• 2 Curlie Souls

243 percent

There is a war on black maternal health and the mortality rates of Black mothers. The evidence is striking. 243%

Black women are 243% more likely to die from child-birth complications, compared to our white counterparts. Yup, you read that right. Two Hundred and Forty Three Percent. Despite your socioeconomic status or level of education, you, as a Black Woman, are likely to die from what should be one of the most beautiful moments of your life. 

Why? Why is the death rate so high? I mean, it’s 2019. We have the technology/experts to successfully perform procedures and address a vast range of issues along the way. So, why? 

The answer is simple, yet, frightening. Our voices are oftentimes marginalized, silenced, and dismissed. Our concerns are invalidated and as a result, our lives are put at risk. Evidence shows that the United States has higher rates of pregnancy-related illnesses and death than compared to 25-years ago. This is a public health concern and as a nation, we have failed. It’s time to hold our healthcare professionals and policy makers accountable. 

On June of 2019, the Department of Health and Human Services (HHS) proposed “revisions” to regulations concerning the Affordable Care Act. These revisions? Well, they basically make healthcare discrimination legal. The proposed revisions would do the following:

  1. Eliminate the definition of gender identity and sex sterotyping as a form of sex-based discrimination, allowing healthcare providers to refuse to serve individuals who are transgender or do not conform to traditional sex sterotypes. Like… wtf?
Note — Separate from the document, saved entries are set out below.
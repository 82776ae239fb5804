//! Deployment summary for a resource estimate.

use serde::{Deserialize, Serialize};

use super::estimator::ResourceRequirement;
use crate::domain::{group_thousands, title_case_key, DeploymentStrategy, DisasterKind};

/// Duration guidance shown with every estimate
pub const ESTIMATED_DURATION: &str = "7-14 days based on disaster severity";

/// Deployment-level summary of an estimate
#[derive(Debug, Clone, PartialEq, Serialize, Deserialize)]
pub struct ResourceSummary {
    /// People covered
    pub affected_population: u64,
    /// Normalized disaster key
    pub disaster_type: String,
    /// Number of resource categories
    pub resource_categories: usize,
    /// One `"<Category>: <instruction>"` line per category
    pub priority_resources: Vec<String>,
    /// Ordering hint
    pub deployment_strategy: DeploymentStrategy,
    /// Strategy as text
    pub deployment_strategy_text: String,
    /// Expected response duration
    pub estimated_duration: String,
    /// Notes for coordinating agencies
    pub coordination_notes: Vec<String>,
}

/// Strategy for a disaster kind
pub fn deployment_strategy(kind: Option<DisasterKind>) -> DeploymentStrategy {
    match kind {
        Some(DisasterKind::Earthquake | DisasterKind::FlashFlood) => {
            DeploymentStrategy::MedicalAndRescueFirst
        }
        Some(DisasterKind::Flood | DisasterKind::Landslide) => {
            DeploymentStrategy::ShelterAndRescueFirst
        }
        _ => DeploymentStrategy::Simultaneous,
    }
}

impl ResourceSummary {
    pub(crate) fn new(
        affected_population: u64,
        disaster_type: &str,
        kind: Option<DisasterKind>,
        requirements: &[ResourceRequirement],
    ) -> Self {
        let strategy = deployment_strategy(kind);
        let priority_resources = requirements
            .iter()
            .map(|r| format!("{}: {}", r.category.title(), r.priority.instruction()))
            .collect();
        let coordination_notes = vec![
            format!("Coordinate with {} response agencies", title_case_key(disaster_type)),
            format!(
                "Establish command center for {} affected people",
                group_thousands(affected_population)
            ),
            "Set up communication network for all deployed teams".to_string(),
            "Monitor weather conditions for resource adjustments".to_string(),
            "Establish supply chain for continuous resource flow".to_string(),
        ];

        Self {
            affected_population,
            disaster_type: disaster_type.to_string(),
            resource_categories: requirements.len(),
            priority_resources,
            deployment_strategy: strategy,
            deployment_strategy_text: strategy.describe().to_string(),
            estimated_duration: ESTIMATED_DURATION.to_string(),
            coordination_notes,
        }
    }
}

#[cfg(test)]
mod tests {
    use super::*;
    use crate::resources::ResourceEstimator;

    #[test]
    fn test_strategy_by_kind() {
        assert_eq!(
            deployment_strategy(Some(DisasterKind::Earthquake)),
            DeploymentStrategy::MedicalAndRescueFirst
        );
        assert_eq!(
            deployment_strategy(Some(DisasterKind::FlashFlood)),
            DeploymentStrategy::MedicalAndRescueFirst
        );
        assert_eq!(
            deployment_strategy(Some(DisasterKind::Landslide)),
            DeploymentStrategy::ShelterAndRescueFirst
        );
        assert_eq!(deployment_strategy(Some(DisasterKind::Avalanche)), DeploymentStrategy::Simultaneous);
        assert_eq!(deployment_strategy(None), DeploymentStrategy::Simultaneous);
    }

    #[test]
    fn test_summary_text() {
        let estimate = ResourceEstimator::new().estimate(254_504, "flash_flood", 7).unwrap();
        let summary = &estimate.summary;
        assert_eq!(summary.resource_categories, 6);
        assert_eq!(summary.priority_resources[0], "Food: Deploy within 2-4 hours");
        assert_eq!(summary.priority_resources[1], "Medical: Immediate deployment required");
        assert_eq!(summary.priority_resources[5], "Logistics: Deploy within 6-8 hours");
        assert_eq!(summary.coordination_notes[0], "Coordinate with Flash Flood response agencies");
        assert_eq!(summary.coordination_notes[1], "Establish command center for 254,504 affected people");
        assert_eq!(summary.estimated_duration, ESTIMATED_DURATION);
    }
}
  2. Allow healthcare providers to invoke blanket abortion and religious objection. This means that healthcare providers can refuse, deny, discourage patients in need of an abortion if it violates the provider’s religious beliefs. This could put patients in life-threatening situations and completely limits their pool of providers. Crazy, right?

  3. Eliminate the prohibition against discrimination based on an individuals assocation/relationship with someone else based on their race, color, sex, age, or disability. So for example, a provider could refuse to see a white patient because they have a biracial child and vice versa. CRAZY, RIGHT? 

These are only a FEW of the proposed changes but I think it puts things into perspective. It’s 2019 and there is still an undeniable attack on the bodies of Black Women. Since our launch in January, 2CS has been invested in the health and wellbeing of Black Women. A few months ago, we provided Black women and WoC a space to come together to discuss the epidemic at 2CS Talks: 243%. The room consisted of Black women from various walks of life: a pediatrician, a doula, teachers,  students, mothers, and mental health specialists. In the time that we shared, we provided a diverse perspective on the status of our nation’s healthcare system. In our self-created safe space, women opened up about the challenges they faced throughout their pregnancy. A lot of the challenges were sourced from a lack of support and resources and we what it came down to was an overbearing fear of speaking up, intimidation, and trusting physicians over ourselves because “they know what’s best.”

The best part of of 2CS Talks 243%, was that by learning from one another, we challenged each other to become our biggest advocate. Because the truth is, we know our bodies better than anyone ever could. Of course, we should develop trusting relationships with our physicians BUT we must challenge ourselves to speak up if something doesn’t feel right or if we require further understanding. We must become our own advocates, do our own research, and demand our voices to be heard.

In efforts to showcase the stories of our Columbus mothers, we produced and released “A 2CS Mini-Documentary: Black Motherhood" Rachel, Autumn, Kai, and Brandy fearlessly and honestly shared their journeys to the world. They spoke on conquering miscarriages, breaking generational curses, the good and bad of their clinical experiences, and so much more. In doing so, these ladies allowed their stories to become a tool for the world to learn from. 2CS is immensely honored to put together such a delicate and important project.

By providing a space for conversation and a visual for the worlds fingertips, we grant Black Women/PoC an opportunity to be heard. We are committed to the well-being of Black women and WoC because we matter. Here are some quick yet vital actions that you can take: 

  • Discuss the issue at hand. With such a high maternal mortality rate in our community, it is vital that we stay informed and increase awareness on the topic. 

  • Demand to be heard. If you are uncomfortable, uncertain, or require more guidance, let it be known. You are your own advocate so do your own research to expand your knowledge on your options. 

  • Explore your options. You have the opportunity to customize your pregnancy experience. Find a provider you trust, speak with a dulah, or seek guidance from a midwife. Whatever route you choose, it’s yours so be sure it’s one that is completely transparent and trusting. 

  • Fall on your community. Learn from the experiences of others around you. What worked for them? What didn’t work? No question is too silly and perspective is vital!

  • Reach out to city, state, and federal officials to demand changes in policy  that stop healthcare discrimination and reflect patient-centered healthcare.